Metadata-Version: 2.1
Name: spider_rs
Version: 0.0.13
Classifier: Programming Language :: Rust
Classifier: Programming Language :: Python :: Implementation :: CPython
Classifier: Programming Language :: Python :: Implementation :: PyPy
License-File: LICENSE.txt
Summary: The fastest web crawler written in Rust ported to nodejs.
Requires-Python: >=3.7
Description-Content-Type: text/markdown; charset=UTF-8; variant=GFM
Project-URL: Source Code, https://github.com/spider-rs/spider-nodejs

# spider-py

The [spider](https://github.com/spider-rs/spider) project ported to Python.

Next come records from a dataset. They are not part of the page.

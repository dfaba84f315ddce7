use crate::*;

use regex::Regex;
use sha2::{Digest, Sha256};

/// Maximum size of an election ID in bytes.
pub const MAX_ELECTION_ID_SIZE: usize = 128;

/// Maximum size of a ballot ID in bytes.
pub const MAX_BALLOT_ID_SIZE: usize = 128;

/// Maximum size of a tag key in bytes.
pub const MAX_TAG_KEY_SIZE: usize = 64;

/// Maximum size of a tag value in bytes.
pub const MAX_TAG_VALUE_SIZE: usize = 256;

/// Maximum number of tags in a tag set.
pub const MAX_TAGS: usize = 64;

/// Maximum number of choices in a vote.
pub const MAX_VOTE_CHOICES: usize = 64;

/// Maximum size of a single vote choice in bytes.
pub const MAX_VOTE_CHOICE_SIZE: usize = 256;

/// Maximum serialized size of a vote, choices plus line separators.
pub const MAX_VOTE_SIZE: usize = MAX_VOTE_CHOICES * (MAX_VOTE_CHOICE_SIZE + 1);

/// Maximum size of a raw ballot: election-id + ballot-id + vote + tags +
/// signature (base64 of a 8192-bit key modulus) + field separators.
pub const MAX_BALLOT_SIZE: usize = MAX_ELECTION_ID_SIZE
    + MAX_BALLOT_ID_SIZE
    + MAX_VOTE_SIZE
    + MAX_TAGS * (MAX_TAG_KEY_SIZE + MAX_TAG_VALUE_SIZE + 1)
    + 4 * ((1024 + 2) / 3)
    + (4 * 2 + 64 + 64);

/// Maximum size of a raw signature request: election-id + hex request-id +
/// base64 DID public key + hex blinded ballot (8192-bit key) + base64
/// signature + field separators.
pub const MAX_SIGNATURE_REQUEST_SIZE: usize =
    MAX_ELECTION_ID_SIZE + 64 + 44 + 2 * 1024 + 4 * ((1024 + 2) / 3) + 4 * 2;

lazy_static! {
    /// Valid characters for election IDs, more or less as per RFC 3986, sec 2.
    pub static ref VALID_ELECTION_ID: Regex =
        Regex::new(r"^[0-9a-zA-Z\-\.\[\]_~:/?#@!$&'()*+,;=]+$").unwrap();

    /// Valid characters for ballot IDs, same set as election IDs.
    pub static ref VALID_BALLOT_ID: Regex =
        Regex::new(r"^[0-9a-zA-Z\-\.\[\]_~:/?#@!$&'()*+,;=]+$").unwrap();

    /// Valid characters for a vote choice.
    pub static ref VALID_VOTE_CHOICE: Regex =
        Regex::new(r"^[0-9a-zA-Z\-\.\[\]_~:/?#@!$&'()*+,;= ]+$").unwrap();

    /// Valid characters for a tag key. `=` is reserved as the separator.
    pub static ref VALID_TAG_KEY: Regex =
        Regex::new(r"^[0-9a-zA-Z\-\.\[\]_~:/?#@!$&'()*+,;]+$").unwrap();

    /// Valid characters for a tag value. `=` is reserved as the separator.
    pub static ref VALID_TAG_VALUE: Regex =
        Regex::new(r"^[0-9a-zA-Z\-\.\[\]_~:/?#@!$&'()*+,; ]+$").unwrap();
}

/// Double SHA-256, used to derive request IDs from DID public keys.
pub fn sha256d(data: &[u8]) -> Vec<u8> {
    let first = Sha256::digest(data);
    Sha256::digest(first).to_vec()
}

/// Generate a new RSA keypair for signing ballots.
pub fn generate_rsa_keypair(bits: usize) -> Result<(PrivateKey, PublicKey), Error> {
    let private_key = PrivateKey::generate(bits)?;
    let public_key = private_key.public_key()?;
    Ok((private_key, public_key))
}

/// Generate a new DID keypair for authenticating voters.
pub fn generate_did_keypair() -> (DIDPrivateKey, DIDPublicKey) {
    let private_key = DIDPrivateKey::generate();
    let public_key = private_key.public_key();
    (private_key, public_key)
}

Test url: `https://espn.com`

| `libraries`                    | `pages`   | `speed` |
| :----------------------------- | :-------- | :------ |
| **`spider-rs(python): crawl`** | `150,387` | `186s`  |
| **`scrapy(python): crawl`**    | `49,598`  | `1h`    |

The benches above were ran on a mac m1, spider on linux arm machines performs about 2-10x faster.

## Getting Started

1. `pip install spider_rs`


```python
import asyncio

from spider_rs import Website

async def main():
    website = Website("https://choosealicense.com")
    website.crawl()
    print(website.get_links())

asyncio.run(main())
```

View the [examples](./examples/) to learn more.

## Development

Install maturin `pipx install maturin` and python.

1. `maturin develop`

## Benchmarks

View [bench](./bench/) to see the results.

## Issues

Please submit a Github issue for any issues found.